Ayah setiap sore berangkat ke simpang untuk berjualan mie ayam, aku
membantu mengangkat meja, mendorong gerobak bersama ayah dan mendirikan
tenda agar terhindar jikalau hujan tiba-tiba turun. Biasanya ayahku di panggil pak de
oleh pelanggannya.

“Pak de, mie ayam satu. Makan disini ya”

Aku tersenyum ketika pelanggan mulai berdatangan satu per satu.

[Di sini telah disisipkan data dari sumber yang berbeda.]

//! Anthropic Messages API client.

use crate::http::{
    build_client, check_status, event_source_error, join_url, open_event_source, stream_ended,
    transport_error,
};
use async_stream::try_stream;
use async_trait::async_trait;
use futures_util::StreamExt;
use gateway_core::{
    ChatChunk, ChunkStream, CompletionRequest, CompletionResponse, GatewayError, LLMProvider,
    Locality, MessageRole, ProviderType, Usage,
};
use reqwest::{Client, RequestBuilder};
use reqwest_eventsource::Event;
use secrecy::{ExposeSecret, SecretString};
use serde::{Deserialize, Serialize};
use std::time::Duration;
use tracing::{debug, warn};

/// Default Anthropic API base URL
pub const ANTHROPIC_BASE_URL: &str = "https://api.anthropic.com";

/// API version header value
pub const ANTHROPIC_VERSION: &str = "2023-06-01";

/// Anthropic provider configuration
#[derive(Debug, Clone)]
pub struct AnthropicConfig {
    /// Provider instance ID
    pub id: String,
    /// API base URL
    pub base_url: String,
    /// API key
    pub api_key: SecretString,
    /// Transport timeout
    pub timeout: Duration,
    /// `max_tokens` sent when the request sets none; the API requires one
    pub default_max_tokens: u32,
    /// Locality override
    pub locality: Option<Locality>,
}

impl AnthropicConfig {
    /// Create a configuration for api.anthropic.com
    #[must_use]
    pub fn new(id: impl Into<String>, api_key: impl Into<String>) -> Self {
        Self {
            id: id.into(),
            base_url: ANTHROPIC_BASE_URL.to_string(),
            api_key: SecretString::new(api_key.into()),
            timeout: Duration::from_secs(60),
            default_max_tokens: 1024,
            locality: None,
        }
    }

    /// Set the base URL
    #[must_use]
    pub fn with_base_url(mut self, base_url: impl Into<String>) -> Self {
        self.base_url = base_url.into();
        self
    }

    /// Set the timeout
    #[must_use]
    pub fn with_timeout(mut self, timeout: Duration) -> Self {
        self.timeout = timeout;
        self
    }

    /// Override locality
    #[must_use]
    pub fn with_locality(mut self, locality: Locality) -> Self {
        self.locality = Some(locality);
        self
    }
}

/// Anthropic provider
pub struct AnthropicProvider {
    config: AnthropicConfig,
    client: Client,
}

impl std::fmt::Debug for AnthropicProvider {
    fn fmt(&self, f: &mut std::fmt::Formatter<'_>) -> std::fmt::Result {
        f.debug_struct("AnthropicProvider")
            .field("id", &self.config.id)
            .field("base_url", &self.config.base_url)
            .finish_non_exhaustive()
    }
}

impl AnthropicProvider {
    /// Create a provider
    ///
    /// # Errors
    /// Returns error if the HTTP client cannot be created
    pub fn new(config: AnthropicConfig) -> Result<Self, GatewayError> {
        let client = build_client(config.timeout)?;
        Ok(Self { config, client })
    }

    fn request(&self, body: &AnthropicRequest<'_>) -> RequestBuilder {
        self.client
            .post(join_url(&self.config.base_url, "v1/messages"))
            .header("x-api-key", self.config.api_key.expose_secret())
            .header("anthropic-version", ANTHROPIC_VERSION)
            .json(body)
    }

    fn transform_request<'a>(
        &self,
        request: &'a CompletionRequest,
        stream: bool,
    ) -> AnthropicRequest<'a> {
        let system: Vec<&str> = request
            .messages
            .iter()
            .filter(|m| m.role == MessageRole::System)
            .map(|m| m.content.as_str())
            .collect();

        let messages = request
            .messages
            .iter()
            .filter(|m| m.role != MessageRole::System)
            .map(|m| AnthropicMessage {
                role: if m.role == MessageRole::Assistant { "assistant" } else { "user" },
                content: &m.content,
            })
            .collect();

        AnthropicRequest {
            model: &request.model,
            messages,
            system: (!system.is_empty()).then(|| system.join("\n\n")),
            max_tokens: request.max_tokens.unwrap_or(self.config.default_max_tokens),
            temperature: request.temperature,
            stream,
        }
    }
}

#[async_trait]
impl LLMProvider for AnthropicProvider {
    fn id(&self) -> &str {
        &self.config.id
    }

    fn provider_type(&self) -> ProviderType {
        ProviderType::Anthropic
    }

    fn locality(&self) -> Locality {
        self.config.locality.unwrap_or(Locality::Cloud)
    }

    async fn complete(
        &self,
        request: &CompletionRequest,
    ) -> Result<CompletionResponse, GatewayError> {
        let body = self.transform_request(request, false);
        debug!(provider = %self.config.id, model = %request.model, "Sending message request");

        let response = self
            .request(&body)
            .send()
            .await
            .map_err(|e| transport_error(&self.config.id, &e))?;
        let response = check_status(&self.config.id, response).await?;

        let parsed: AnthropicResponse = response.json().await.map_err(|e| {
            GatewayError::provider(
                &self.config.id,
                format!("Failed to parse response: {e}"),
                None,
                false,
            )
        })?;

        let text: String = parsed
            .content
            .iter()
            .filter(|block| block.block_type == "text")
            .filter_map(|block| block.text.as_deref())
            .collect();

        Ok(CompletionResponse::new(
            &self.config.id,
            parsed.model.unwrap_or_else(|| request.model.clone()),
            text,
            Usage::new(parsed.usage.input_tokens, parsed.usage.output_tokens),
        )
        .with_id(parsed.id)
        .with_finish_reason(parsed.stop_reason))
    }

    async fn stream(&self, request: &CompletionRequest) -> Result<ChunkStream, GatewayError> {
        let body = self.transform_request(request, true);
        debug!(provider = %self.config.id, model = %request.model, "Opening message stream");

        let mut source = open_event_source(&self.config.id, self.request(&body)).await?;
        let provider = self.config.id.clone();

        let stream = try_stream! {
            let mut prompt_tokens = 0u32;
            let mut completion_tokens = 0u32;
            let mut stop_reason: Option<String> = None;
            let mut done = false;

            while let Some(event) = source.next().await {
                match event {
                    Ok(Event::Open) => {}
                    Ok(Event::Message(message)) => {
                        let parsed = match serde_json::from_str::<StreamEvent>(&message.data) {
                            Ok(parsed) => parsed,
                            Err(e) => {
                                warn!(
                                    provider = %provider,
                                    event = %message.event,
                                    error = %e,
                                    "Skipping unparsable stream event"
                                );
                                continue;
                            }
                        };
                        match parsed {
                            StreamEvent::MessageStart { message } => {
                                prompt_tokens = message.usage.input_tokens;
                                completion_tokens = message.usage.output_tokens;
                            }
                            StreamEvent::ContentBlockDelta { delta } => {
                                if let Some(text) = delta.text.filter(|t| !t.is_empty()) {
                                    yield ChatChunk::delta(text);
                                }
                            }
                            StreamEvent::MessageDelta { delta, usage } => {
                                if delta.stop_reason.is_some() {
                                    stop_reason = delta.stop_reason;
                                }
                                if let Some(usage) = usage {
                                    completion_tokens = usage.output_tokens;
                                }
                            }
                            StreamEvent::MessageStop => {
                                source.close();
                                done = true;
                                break;
                            }
                            StreamEvent::Error { error } => {
                                source.close();
                                Err::<(), _>(GatewayError::provider(
                                    &provider,
                                    error.message,
                                    None,
                                    true,
                                ))?;
                            }
                            StreamEvent::Other => {}
                        }
                    }
                    Err(err) => {
                        source.close();
                        Err::<(), _>(event_source_error(&provider, err).await)?;
                    }
                }
            }

            if !done {
                Err::<(), _>(stream_ended(&provider))?;
            }
            yield ChatChunk::finished(
                stop_reason.unwrap_or_else(|| "end_turn".to_string()),
                Some(Usage::new(prompt_tokens, completion_tokens)),
            );
        };

        Ok(Box::pin(stream))
    }
}

// ============================================================================
// Anthropic API Types
// ============================================================================

#[derive(Debug, Serialize)]
struct AnthropicRequest<'a> {
    model: &'a str,
    messages: Vec<AnthropicMessage<'a>>,
    #[serde(skip_serializing_if = "Option::is_none")]
    system: Option<String>,
    max_tokens: u32,
    #[serde(skip_serializing_if = "Option::is_none")]
    temperature: Option<f32>,
    stream: bool,
}

#[derive(Debug, Serialize)]
struct AnthropicMessage<'a> {
    role: &'static str,
    content: &'a str,
}

#[derive(Debug, Deserialize)]
struct AnthropicResponse {
    #[serde(default)]
    id: String,
    #[serde(default)]
    model: Option<String>,
    #[serde(default)]
    content: Vec<ContentBlock>,
    #[serde(default)]
    stop_reason: Option<String>,
    #[serde(default)]
    usage: AnthropicUsage,
}

#[derive(Debug, Deserialize)]
struct ContentBlock {
    #[serde(rename = "type")]
    block_type: String,
    #[serde(default)]
    text: Option<String>,
}

#[derive(Debug, Default, Deserialize)]
struct AnthropicUsage {
    #[serde(default)]
    input_tokens: u32,
    #[serde(default)]
    output_tokens: u32,
}

#[derive(Debug, Deserialize)]
#[serde(tag = "type", rename_all = "snake_case")]
enum StreamEvent {
    MessageStart { message: StreamMessage },
    ContentBlockDelta { delta: TextDelta },
    MessageDelta {
        delta: MessageDeltaBody,
        #[serde(default)]
        usage: Option<AnthropicUsage>,
    },
    MessageStop,
    Error { error: StreamError },
    #[serde(other)]
    Other,
}

#[derive(Debug, Deserialize)]
struct StreamMessage {
    #[serde(default)]
    usage: AnthropicUsage,
}

#[derive(Debug, Deserialize)]
struct TextDelta {
    #[serde(default)]
    text: Option<String>,
}

#[derive(Debug, Deserialize)]
struct MessageDeltaBody {
    #[serde(default)]
    stop_reason: Option<String>,
}

#[derive(Debug, Deserialize)]
struct StreamError {
    message: String,
}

“Iya mas, tunggu sebentar ya”

“Iya pak de”

Biasanya aku langsung membereskan piring yang berserakan di meja, kalau


pelanggan sudah selesai menyantap mie ayam. Aku membawa mangkuk ke tempat
cucian piring dan mulai mencuci hingga bersih. Aku hanya menemani dan membantu
ayah hanya sampai pukul 10 malam saja, karena kata ayah aku adalah siswa yang
berkewajiban belajar dan harus bagun pagi untuk pergi kesekolah.
Aku langsungg pulang kerumah dan segera membersihkan diri dari keringat
yang amat lengket agar tidur dengan nyenyak. Ayahku akan pulang pukul 3 subuh
setiap harinya, itu membuatku sedih tapi ayahku selalu berkata ‘Walaupun ayah
pulang subuh dan penghasilan ayah kecil, setidaknya uang yang ayah hasilkan halal
untuk keluarga kita’. Kata-kata ayah selalu menjadi motivasi untukku. Dan ayah
selalu memberikanku uang Rp.20.000 sebagai imbalanku membantu ayah. Uang yang
ayah berikan itu aku tabung untuk masa depan, ya walaupun tidak seberapa
setidaknya jika ditabung setiap hari dengan jumlah yang sama maka berlipat bukan.
Ini namanya dikit demi dikit menjadi bukit.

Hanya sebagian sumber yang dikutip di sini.